Exercise instructions – Write out the line that has "f64::from_le_bytes(b)" in it, along with each line that comes after it until the listing ends, and add nothing.
Records supplied below:
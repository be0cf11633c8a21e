//! Directory-based loaders: raw text samples and raw f64 binary.

use crate::angle;
use crate::{Error, FormatLoader, LoadOutcome, Result};
use polarmap_core::Measurement;
use std::fs;
use std::path::{Path, PathBuf};
use tracing::debug;

/// Walk `dir` for files with `ext`, parse the angle from each file name and
/// the samples with `parse`, skipping and recording files that fail either
/// step.
pub(crate) fn load_directory<F>(dir: &Path, ext: &str, parse: F) -> Result<LoadOutcome>
where
    F: Fn(&Path) -> Result<(Vec<f64>, u32)>,
{
    let entries = fs::read_dir(dir).map_err(|e| Error::io(dir, e))?;
    let mut outcome = LoadOutcome::default();
    for entry in entries {
        let entry = entry.map_err(|e| Error::io(dir, e))?;
        let path = entry.path();
        if path.extension().and_then(|e| e.to_str()) != Some(ext) {
            continue;
        }
        match load_file(&path, &parse) {
            Ok(m) => {
                debug!(target: "polarmap::io", "loaded {} ({} samples)", path.display(), m.len());
                outcome.loaded.push(path);
                outcome.measurements.push(m);
            }
            Err(e) => {
                debug!(target: "polarmap::io", "ignored {}: {}", path.display(), e);
                outcome.ignored.push((path, e));
            }
        }
    }
    outcome.sort_by_angle();
    Ok(outcome)
}

fn load_file<F>(path: &Path, parse: &F) -> Result<Measurement>
where
    F: Fn(&Path) -> Result<(Vec<f64>, u32)>,
{
    let stem = path
        .file_stem()
        .and_then(|s| s.to_str())
        .ok_or_else(|| Error::NoAngle { path: path.into() })?;
    let (h, v) = angle::from_file_name(stem)
        .ok_or_else(|| Error::NoAngle { path: path.into() })?
        .hv();
    let (samples, sample_rate) = parse(path)?;
    Ok(Measurement::new(stem, h, v, sample_rate, samples))
}

/// Parse a text file containing one float per line.
pub(crate) fn parse_float_lines(path: &Path) -> Result<Vec<f64>> {
    let text = fs::read_to_string(path).map_err(|e| Error::io(path, e))?;
    text.lines()
        .map(str::trim)
        .filter(|l| !l.is_empty())
        .map(|l| {
            l.parse::<f64>()
                .map_err(|_| Error::malformed(path, format!("bad sample value '{l}'")))
        })
        .collect()
}

/// Loads a directory of `.txt` files, one newline-delimited float sample
/// per line, one file per angle. The sample rate is not recorded in the
/// files and must be supplied by the caller.
#[derive(Debug, Clone)]
pub struct TxtLoader {
    dir: PathBuf,
    sample_rate: u32,
}

impl TxtLoader {
    /// Create a loader for `dir` with the user-entered sample rate.
    pub fn new(dir: impl Into<PathBuf>, sample_rate: u32) -> Self {
        Self {
            dir: dir.into(),
            sample_rate,
        }
    }
}

impl FormatLoader for TxtLoader {
    fn load(&self) -> Result<LoadOutcome> {
        let sample_rate = self.sample_rate;
        load_directory(&self.dir, "txt", |path| {
            Ok((parse_float_lines(path)?, sample_rate))
        })
    }
}

/// Loads a directory of `.dbl` files, each a raw array of little-endian
/// f64 samples, one file per angle. The sample rate must be supplied by the
/// caller.
#[derive(Debug, Clone)]
pub struct DblLoader {
    dir: PathBuf,
    sample_rate: u32,
}

impl DblLoader {
    /// Create a loader for `dir` with the user-entered sample rate.
    pub fn new(dir: impl Into<PathBuf>, sample_rate: u32) -> Self {
        Self {
            dir: dir.into(),
            sample_rate,
        }
    }
}

impl FormatLoader for DblLoader {
    fn load(&self) -> Result<LoadOutcome> {
        let sample_rate = self.sample_rate;
        load_directory(&self.dir, "dbl", |path| {
            let bytes = fs::read(path).map_err(|e| Error::io(path, e))?;
            if bytes.len() % 8 != 0 {
                return Err(Error::malformed(
                    path,
                    format!("length {} is not a whole number of f64s", bytes.len()),
                ));
            }
            let samples = bytes
                .chunks_exact(8)
                .map(|c| {
                    let mut b = [0u8; 8];
                    b.copy_from_slice(c);
                    f64::from_le_bytes(b)
                })
                .collect();
            Ok((samples, sample_rate))
        })
    }
}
End of Records supplied.
Solution for this exercise –
                    f64::from_le_bytes(b)
                })
                .collect();
            Ok((samples, sample_rate))
        })
    }
}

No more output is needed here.